The study, “Usefulness, limitations, and parental opinion about teleconsultation for rare pediatric epilepsies,” was published in Epilepsy & Behavior.
The management of LGS and other seizure-causing diseases is complex. Providing appropriate care typically requires personalized treatment, which necessitates discussions between patients, their families, and their healthcare providers. Treating pediatric patients who may have cognitive impairments can make doctor visits more challenging.
The COVID-19 pandemic and its related social distancing precautions have caused many healthcare institutions to switch from in-person hospital or office visits to using telehealth conferences.
In the new study, a team of French healthcare providers reported on their experiences implementing telehealth visits for pediatric epilepsy patients at their institution in March and April of 2020, toward the beginning of the pandemic. Although telehealth appointments have been allowed and reimbursed in France since 2018, this institution — the rare pediatric epilepsy
center at the Hôpital Robert Debré, in Paris — did not start such appointments until COVID-19 made it necessary.
For each of 151 telehealth visits, the child neurologist who conducted the appointment answered a survey that asked various questions about the experience. About two-thirds of the appointments were done via video call; the rest were done over the phone.
Of the 151 appointments with 145 patients, seven included children with LGS; the rest were children with other epileptic conditions. The mean patient age was 8.7 years.
In nearly all (94%) of the visits, the physician reported feeling that he or she had adequately addressed the patient’s needs. Nearly all of the children scheduled a follow-up visit, and the physician reported feeling confident about doing a new telehealth appointment about 75% of the time.
The physicians noted some areas where they would have preferred to have in-person appointments, such as wanting to measure patients’ weight, motor function, or behavior. The desire for these additional assessments was generally more common for younger patients.

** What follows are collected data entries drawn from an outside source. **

//! SQLite migration registry and executor.
//!
//! # Responsibility
//! - Register schema migrations in strictly increasing order.
//! - Apply pending migrations atomically.
//!
//! # Invariants
//! - `version` values must remain monotonic.
//! - Applied migration version is mirrored to `PRAGMA user_version`.

use crate::db::{DbError, DbResult};
use log::info;
use rusqlite::Connection;

#[derive(Debug, Clone, Copy)]
struct Migration {
    version: u32,
    sql: &'static str,
}

const MIGRATIONS: &[Migration] = &[Migration {
    version: 1,
    sql: include_str!("0001_products.sql"),
}];

/// Returns the latest migration version known by this binary.
pub fn latest_version() -> u32 {
    MIGRATIONS.last().map_or(0, |migration| migration.version)
}

/// Reads the schema version currently recorded on `conn`.
pub fn current_version(conn: &Connection) -> DbResult<u32> {
    let version = conn.query_row("PRAGMA user_version;", [], |row| row.get::<_, u32>(0))?;
    Ok(version)
}

/// Applies all pending migrations on the provided connection.
///
/// # Errors
/// - `UnsupportedSchemaVersion` when the database was written by a newer binary.
/// - `Migration` naming the failing version; earlier versions in the same run
///   are rolled back with it.
pub fn apply_migrations(conn: &mut Connection) -> DbResult<()> {
    let current = current_version(conn)?;
    let latest = latest_version();

    if current > latest {
        return Err(DbError::UnsupportedSchemaVersion {
            db_version: current,
            latest_supported: latest,
        });
    }

    if current == latest {
        return Ok(());
    }

    let tx = conn.transaction()?;
    for migration in MIGRATIONS {
        if migration.version <= current {
            continue;
        }

        tx.execute_batch(migration.sql)
            .and_then(|()| {
                tx.execute_batch(&format!("PRAGMA user_version = {};", migration.version))
            })
            .map_err(|source| DbError::Migration {
                version: migration.version,
                source,
            })?;
    }
    tx.commit()?;

    info!("event=db_migrate module=db status=ok from_version={current} to_version={latest}");
    Ok(())
}
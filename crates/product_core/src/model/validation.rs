//! Input constraints shared by entity writes and repository lookups.
//!
//! # Responsibility
//! - Carry a rejected field together with its user-facing message.
//! - Provide precondition helpers that run before any SQL is issued.
//!
//! # Invariants
//! - `Display` renders the message only, so callers can surface it verbatim.

use std::error::Error;
use std::fmt::{Display, Formatter};

/// User-facing message for a missing or blank product name.
pub const PRODUCT_NAME_REQUIRED: &str = "Product name is required";

/// User-facing message for a negative product price.
pub const PRODUCT_PRICE_NEGATIVE: &str = "Product price must not be negative";

/// Rejected input with the offending field and a fixed message.
#[derive(Debug, Clone, PartialEq, Eq)]
pub struct ValidationError {
    field: &'static str,
    message: &'static str,
}

impl ValidationError {
    pub fn new(field: &'static str, message: &'static str) -> Self {
        Self { field, message }
    }

    /// Name of the rejected field or parameter.
    pub fn field(&self) -> &'static str {
        self.field
    }

    /// Message intended for end users.
    pub fn message(&self) -> &'static str {
        self.message
    }
}

impl Display for ValidationError {
    fn fmt(&self, f: &mut Formatter<'_>) -> std::fmt::Result {
        f.write_str(self.message)
    }
}

impl Error for ValidationError {}

/// Unwraps a required parameter or fails with the given message.
pub fn require<T>(
    value: Option<T>,
    field: &'static str,
    message: &'static str,
) -> Result<T, ValidationError> {
    value.ok_or(ValidationError::new(field, message))
}
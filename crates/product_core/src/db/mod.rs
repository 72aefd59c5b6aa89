//! Product store database: connection bootstrap and `products` schema.
//!
//! # Responsibility
//! - Open file-backed or in-memory product stores.
//! - Bring the `products` table to the schema version this binary expects.
//!
//! # Invariants
//! - Schema version lives in `PRAGMA user_version`.
//! - A store written by a newer binary is refused, never downgraded.

use std::error::Error;
use std::fmt::{Display, Formatter};
use std::path::PathBuf;

pub mod migrations;
mod open;

pub use open::{open_db, open_db_in_memory};

pub type DbResult<T> = Result<T, DbError>;

/// Where a product store lives.
#[derive(Debug, Clone, PartialEq, Eq)]
pub enum StoreLocation {
    File(PathBuf),
    Memory,
}

impl StoreLocation {
    /// Short label used in `db_open` log events.
    pub fn mode(&self) -> &'static str {
        match self {
            Self::File(_) => "file",
            Self::Memory => "memory",
        }
    }
}

impl Display for StoreLocation {
    fn fmt(&self, f: &mut Formatter<'_>) -> std::fmt::Result {
        match self {
            Self::File(path) => write!(f, "{}", path.display()),
            Self::Memory => f.write_str(":memory:"),
        }
    }
}

/// Storage-engine failure, kept apart from validation and lookup errors.
#[derive(Debug)]
pub enum DbError {
    /// SQLite could not open the store at all.
    Open {
        location: StoreLocation,
        source: rusqlite::Error,
    },
    /// A migration script failed; the whole migration run was rolled back.
    Migration {
        version: u32,
        source: rusqlite::Error,
    },
    /// Store was migrated by a newer binary.
    UnsupportedSchemaVersion {
        db_version: u32,
        latest_supported: u32,
    },
    /// Any other SQLite failure (constraint violation, missing table, busy).
    Sqlite(rusqlite::Error),
}

impl Display for DbError {
    fn fmt(&self, f: &mut Formatter<'_>) -> std::fmt::Result {
        match self {
            Self::Open { location, source } => {
                write!(f, "failed to open product store `{location}`: {source}")
            }
            Self::Migration { version, source } => {
                write!(f, "products schema migration {version} failed: {source}")
            }
            Self::UnsupportedSchemaVersion {
                db_version,
                latest_supported,
            } => write!(
                f,
                "products schema version {db_version} is newer than supported {latest_supported}"
            ),
            Self::Sqlite(err) => write!(f, "{err}"),
        }
    }
}

impl Error for DbError {
    fn source(&self) -> Option<&(dyn Error + 'static)> {
        match self {
            Self::Open { source, .. } | Self::Migration { source, .. } => Some(source),
            Self::Sqlite(err) => Some(err),
            Self::UnsupportedSchemaVersion { .. } => None,
        }
    }
}

impl From<rusqlite::Error> for DbError {
    fn from(value: rusqlite::Error) -> Self {
        Self::Sqlite(value)
    }
}
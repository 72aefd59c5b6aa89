//! Repository layer abstractions and persistence implementations.
//!
//! # Responsibility
//! - Define the generic CRUD contract and entity-specific lookups.
//! - Isolate SQLite query details from service orchestration.
//!
//! # Invariants
//! - Repository writes enforce entity validation before persistence.
//! - Repository APIs return semantic errors (`NotFound`, `NonUniqueResult`)
//!   in addition to DB transport errors.

pub mod crud;
pub mod product_repo;
pub mod sqlite_repo;
//! Error taxonomy and logging setup.

pub mod errors;
pub mod logger;

pub use errors::{Result, SyncError};
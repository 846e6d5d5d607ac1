pub mod periodic;
pub mod shutdown;

pub use periodic::{periodic_loop, run_service, Loader, PeriodicStats};
pub use shutdown::ShutdownCoordinator;
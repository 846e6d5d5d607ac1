//! Error taxonomy for the sync core.

use thiserror::Error;

#[derive(Error, Debug)]
pub enum SyncError {
    /// No host, no target folder or a similar missing setting. Expected, not a fault.
    #[error("Configuration incomplete: {0}")]
    ConfigurationIncomplete(String),

    #[error("Remote unavailable: {0}")]
    RemoteUnavailable(String),

    #[error("Remote folder not found: {0}")]
    RemoteFolderMissing(String),

    /// One or more remote folders could not be created; the user has to create them by hand.
    #[error("Remote folders could not be created, manual setup required: {0}")]
    ManualSetupRequired(String),

    #[error("Invalid remote path: {0}")]
    InvalidRemotePath(String),

    #[error("Bad archive: {0}")]
    BadArchive(String),

    #[error("Validation failed: {0}")]
    ValidationFailed(String),

    #[error("I/O error: {0}")]
    Io(#[from] std::io::Error),

    #[error("Serialization error: {0}")]
    Serialization(#[from] serde_json::Error),

    #[error("XML error: {0}")]
    Xml(String),

    #[error("Operation cancelled")]
    Cancelled,
}

impl SyncError {
    /// Expected, user-facing outcomes that are not logged as errors.
    pub fn is_expected(&self) -> bool {
        matches!(
            self,
            SyncError::ConfigurationIncomplete(_)
                | SyncError::RemoteFolderMissing(_)
                | SyncError::ValidationFailed(_)
                | SyncError::Cancelled
        )
    }

    /// Log this error at the level its kind calls for.
    pub fn log(&self, context: &str) {
        if self.is_expected() {
            tracing::info!("{}: {}", context, self);
        } else {
            tracing::error!("{}: {}", context, self);
        }
    }
}

impl From<zip::result::ZipError> for SyncError {
    fn from(err: zip::result::ZipError) -> Self {
        match err {
            zip::result::ZipError::Io(e) => SyncError::Io(e),
            other => SyncError::BadArchive(other.to_string()),
        }
    }
}

impl From<quick_xml::Error> for SyncError {
    fn from(err: quick_xml::Error) -> Self {
        SyncError::Xml(err.to_string())
    }
}

pub type Result<T> = std::result::Result<T, SyncError>;
//! Buildsync - Main entry point
//!
//! Runs the sync service or a single sync, backup or restore operation.

use anyhow::{bail, Result};
use buildsync::archive;
use buildsync::daemon::{self, Loader, ShutdownCoordinator};
use buildsync::sync::{AddonDataOutcome, BackupOutcome, FavouritesOutcome};
use buildsync::transport::{self, ConnectionProfile, ProfileSlot};
use buildsync::{config::Config, settings::SettingsSource, utils, SyncOrchestrator};
use clap::{Parser, Subcommand};
use std::path::{Path, PathBuf};
use std::sync::Arc;
use tokio_util::sync::CancellationToken;

#[derive(Parser, Debug)]
#[command(author, version, about, long_about = None)]
struct Args {
    /// Path to configuration file
    #[arg(short, long, value_name = "FILE", global = true)]
    config: Option<PathBuf>,

    /// Log level (trace, debug, info, warn, error)
    #[arg(short, long, global = true)]
    log_level: Option<String>,

    #[command(subcommand)]
    command: Command,
}

#[derive(Subcommand, Debug)]
enum Command {
    /// Startup cycle, then periodic favourites sync until SIGINT/SIGTERM
    Run,
    /// Sync the main and static favourites once
    SyncFavourites,
    /// Upload (main system) or download (secondary) the addon data archive
    SyncAddonData,
    /// Create the remote folder layout
    EnsureStructure,
    /// Write a full backup
    Backup,
    /// Restore a local backup archive
    Restore {
        zip: PathBuf,
        /// Empty the temp directory first
        #[arg(long)]
        wipe: bool,
    },
    /// Restore a backup stored on the backup connection
    RestoreRemote {
        name: String,
        #[arg(long)]
        wipe: bool,
    },
    /// Download a backup over HTTP(S) and restore it
    RestoreUrl {
        url: String,
        #[arg(long)]
        wipe: bool,
    },
    /// List valid backups, newest first
    ListBackups {
        /// List the backup connection instead of the local directory
        #[arg(long)]
        remote: bool,
    },
    /// Check a backup archive without restoring it
    Validate { zip: PathBuf },
    /// Check a stored connection (defaults to the active one)
    TestConnection { slot: Option<u8> },
}

fn load_config(path: Option<&Path>) -> Result<Config> {
    match path {
        Some(path) => Config::from_file(path),
        None => Ok(Config::default()),
    }
}

#[tokio::main]
async fn main() -> Result<()> {
    let args = Args::parse();

    // Load configuration
    let config = load_config(args.config.as_deref())?;

    // Initialize logging
    let log_level = args.log_level.as_deref().unwrap_or(&config.log.level);
    utils::logger::init(log_level)?;

    tracing::info!(
        "Starting buildsync v{} (addon_id: {})",
        env!("CARGO_PKG_VERSION"),
        config.agent.addon_id
    );

    let shutdown = ShutdownCoordinator::new();
    let cancel = shutdown.token();
    let signals = tokio::spawn(async move { shutdown.wait_for_signal().await });

    let result = match args.command {
        Command::Run => run(args.config, cancel).await,
        command => {
            let token = cancel.clone();
            tokio::task::spawn_blocking(move || execute(command, &config, &token)).await?
        }
    };

    signals.abort();
    result
}

async fn run(config_path: Option<PathBuf>, cancel: CancellationToken) -> Result<()> {
    let loader: Loader = Arc::new(move || {
        let config = load_config(config_path.as_deref())?;
        Ok(SyncOrchestrator::from_config(&config))
    });

    if let Some(report) = daemon::run_service(loader, cancel).await? {
        if !report.is_success() && !report.was_cancelled() {
            tracing::warn!("Startup cycle finished with failures");
        }
    }
    tracing::info!("Service stopped");
    Ok(())
}

fn execute(command: Command, config: &Config, cancel: &CancellationToken) -> Result<()> {
    let orchestrator = SyncOrchestrator::from_config(config);

    match command {
        Command::Run => bail!("run is handled by the service loop"),
        Command::SyncFavourites => match orchestrator.sync_favourites()? {
            FavouritesOutcome::LocalBackupOnly { bak } => {
                println!("No connection configured; local backup written to {}", bak.display());
            }
            FavouritesOutcome::Synced {
                remote,
                static_synced,
                static_failed,
            } => {
                println!("Favourites synced with {} ({} static folders)", remote, static_synced);
                if !static_failed.is_empty() {
                    bail!("static folders failed: {}", static_failed.join(", "));
                }
            }
        },
        Command::SyncAddonData => match orchestrator.sync_addon_data()? {
            AddonDataOutcome::Skipped => println!("Addon data sync skipped"),
            AddonDataOutcome::Uploaded { remote, files } => {
                println!("Uploaded {} files to {}", files, remote);
            }
            AddonDataOutcome::Downloaded { remote, extracted } => {
                println!("Extracted {} files from {}", extracted, remote);
            }
        },
        Command::EnsureStructure => {
            orchestrator.ensure_remote_structure()?;
            println!("Remote structure ready");
        }
        Command::Backup => match orchestrator.create_backup(cancel)? {
            BackupOutcome::Local(path) => println!("Backup written to {}", path.display()),
            BackupOutcome::Uploaded { remote } => println!("Backup uploaded to {}", remote),
        },
        Command::Restore { zip, wipe } => {
            let wipe = wipe || orchestrator.config().backup.restore_wipe;
            let report = orchestrator.restore_local(&zip, wipe, cancel)?;
            print_restore(&report)?;
        }
        Command::RestoreRemote { name, wipe } => {
            let wipe = wipe || orchestrator.config().backup.restore_wipe;
            let report = orchestrator.restore_remote(&name, wipe, cancel)?;
            print_restore(&report)?;
        }
        Command::RestoreUrl { url, wipe } => {
            let wipe = wipe || orchestrator.config().backup.restore_wipe;
            let report = orchestrator.restore_url(&url, wipe, cancel)?;
            print_restore(&report)?;
        }
        Command::ListBackups { remote } => {
            if remote {
                for name in orchestrator.list_remote_backups()? {
                    println!("{}", name);
                }
            } else {
                for path in orchestrator.list_local_backups() {
                    println!("{}", path.display());
                }
            }
        }
        Command::Validate { zip } => {
            archive::validate_backup(&zip, &config.agent.addon_id)?;
            println!("{} is a valid backup", zip.display());
        }
        Command::TestConnection { slot } => {
            let number = match slot {
                Some(n) => i64::from(n),
                None => config.settings.get_int("active_connection", 1),
            };
            let Some(slot) = ProfileSlot::from_setting(number) else {
                bail!("connection slot must be 1, 2 or 3 (got {})", number);
            };
            let profile = ConnectionProfile::from_slot(&config.settings, slot);
            println!("{}", profile.summary(&format!("Connection {}", slot.number())));
            transport::test_connection(&config.settings, slot)?;
            println!("Connection OK");
        }
    }
    Ok(())
}

fn print_restore(report: &archive::RestoreReport) -> Result<()> {
    println!(
        "Restored {} files ({} skipped, {} failed)",
        report.extracted, report.skipped, report.failed
    );
    if report.failed > 0 {
        bail!("{} entries could not be restored", report.failed);
    }
    Ok(())
}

For 105 visits, the patients’ parents also answered a survey with similar questions. Nearly all (99%) of responding parents said they were satisfied with the telehealth appointment.
“However, half of them would prefer a clinic for the next appointment,” the researchers wrote.
“Only 44.6% felt that [telehealth conferences] could replace clinic on site of the hospital,” they wrote.
The parents did report some benefits, with 98% saying that not having to go to the hospital for the appointment saved them time. In addition, 59% reported that visits by telehealth let them avoid the challenges of getting a child with a disability to the hospital for an appointment.
Saved time and convenience also were frequently mentioned in the free-response portions of the parent survey. About half of parents noted the absence of physical examinations that would have required in-person visits, whereas about a third did not report any negative comments.
“In our evaluation, we quoted that we mostly answered the patient needs even if we pointed out some missing key points as compared to a clinic on site,” the researchers concluded. “The parents that answered the questionnaire felt that a [telehealth visit] provides similar assistance than a clinic on site.”
Broadly, the researchers said that telehealth showed benefits in the context of the pandemic, and that these benefits also may extend beyond the pandemic. They also noted that further refinement of how best to conduct telehealth appointments — such as developing methods to remotely conduct assessments normally done in-person — could further improve the utility of telehealth.
“It is most likely that this [telehealth] would become a significant part of our clinical activities in future,” the researchers wrote. “Further studies are needed to evaluate the impact on the quality of life and the quality of care of the use of [telehealth], in particular repeated [telehealth visits], for rare pediatric epilepsy patients.”
The researchers noted that this study was conducted as a single institution, which may limit the generalizability of the results. They also acknowledged the possibility that families who were unhappy with telehealth may have elected not to complete the survey.